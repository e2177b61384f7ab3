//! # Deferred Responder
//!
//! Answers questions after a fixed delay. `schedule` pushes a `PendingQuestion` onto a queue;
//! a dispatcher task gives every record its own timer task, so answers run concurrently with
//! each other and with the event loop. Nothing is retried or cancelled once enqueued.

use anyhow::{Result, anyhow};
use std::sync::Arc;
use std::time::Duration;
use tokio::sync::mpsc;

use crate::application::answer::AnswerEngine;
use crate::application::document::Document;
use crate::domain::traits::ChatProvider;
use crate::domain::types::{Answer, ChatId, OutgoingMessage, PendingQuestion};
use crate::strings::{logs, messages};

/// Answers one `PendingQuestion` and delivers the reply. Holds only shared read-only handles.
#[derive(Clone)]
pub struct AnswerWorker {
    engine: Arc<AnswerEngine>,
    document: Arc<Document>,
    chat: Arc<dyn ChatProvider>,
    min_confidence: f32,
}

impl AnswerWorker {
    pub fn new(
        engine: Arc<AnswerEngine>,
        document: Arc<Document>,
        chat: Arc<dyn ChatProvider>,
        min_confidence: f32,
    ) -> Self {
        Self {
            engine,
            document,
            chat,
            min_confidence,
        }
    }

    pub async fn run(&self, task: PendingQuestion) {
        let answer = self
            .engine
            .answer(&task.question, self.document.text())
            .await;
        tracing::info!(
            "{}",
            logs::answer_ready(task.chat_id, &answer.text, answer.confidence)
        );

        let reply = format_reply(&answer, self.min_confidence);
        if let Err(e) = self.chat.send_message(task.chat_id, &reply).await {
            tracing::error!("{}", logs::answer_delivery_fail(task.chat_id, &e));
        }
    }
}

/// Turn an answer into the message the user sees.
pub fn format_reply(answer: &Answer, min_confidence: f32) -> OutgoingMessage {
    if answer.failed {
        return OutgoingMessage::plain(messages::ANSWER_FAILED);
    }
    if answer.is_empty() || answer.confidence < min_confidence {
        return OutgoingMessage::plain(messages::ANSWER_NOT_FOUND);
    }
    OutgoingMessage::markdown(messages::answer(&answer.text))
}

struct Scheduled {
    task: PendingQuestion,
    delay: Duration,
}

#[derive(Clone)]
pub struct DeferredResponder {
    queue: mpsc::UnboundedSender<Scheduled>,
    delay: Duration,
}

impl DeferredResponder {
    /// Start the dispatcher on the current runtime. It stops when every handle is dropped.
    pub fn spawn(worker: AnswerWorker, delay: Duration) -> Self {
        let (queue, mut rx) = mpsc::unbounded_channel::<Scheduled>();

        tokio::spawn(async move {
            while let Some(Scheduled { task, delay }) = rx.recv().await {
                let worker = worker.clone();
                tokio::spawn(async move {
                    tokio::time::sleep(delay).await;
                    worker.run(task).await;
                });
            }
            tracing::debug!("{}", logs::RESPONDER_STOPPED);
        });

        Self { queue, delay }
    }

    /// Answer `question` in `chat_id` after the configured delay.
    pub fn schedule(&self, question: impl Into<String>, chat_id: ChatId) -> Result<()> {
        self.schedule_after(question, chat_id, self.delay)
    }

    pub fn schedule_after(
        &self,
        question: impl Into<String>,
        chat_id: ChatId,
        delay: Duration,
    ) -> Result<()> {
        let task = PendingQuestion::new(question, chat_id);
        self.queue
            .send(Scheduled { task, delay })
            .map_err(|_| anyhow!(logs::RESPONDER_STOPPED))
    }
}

....

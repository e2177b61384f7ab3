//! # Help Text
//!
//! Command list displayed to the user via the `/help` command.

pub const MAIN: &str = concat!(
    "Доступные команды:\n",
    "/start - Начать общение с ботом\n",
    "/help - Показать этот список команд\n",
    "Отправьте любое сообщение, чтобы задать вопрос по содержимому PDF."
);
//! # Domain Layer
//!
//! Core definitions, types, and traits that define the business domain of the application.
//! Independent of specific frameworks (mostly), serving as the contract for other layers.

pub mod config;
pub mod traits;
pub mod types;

....

Copy out each line carrying the string "mpsc" from the data.

> _OUTPUT FOR THIS TASK_:
use tokio::sync::mpsc;
    queue: mpsc::UnboundedSender<Scheduled>,
        let (queue, mut rx) = mpsc::unbounded_channel::<Scheduled>();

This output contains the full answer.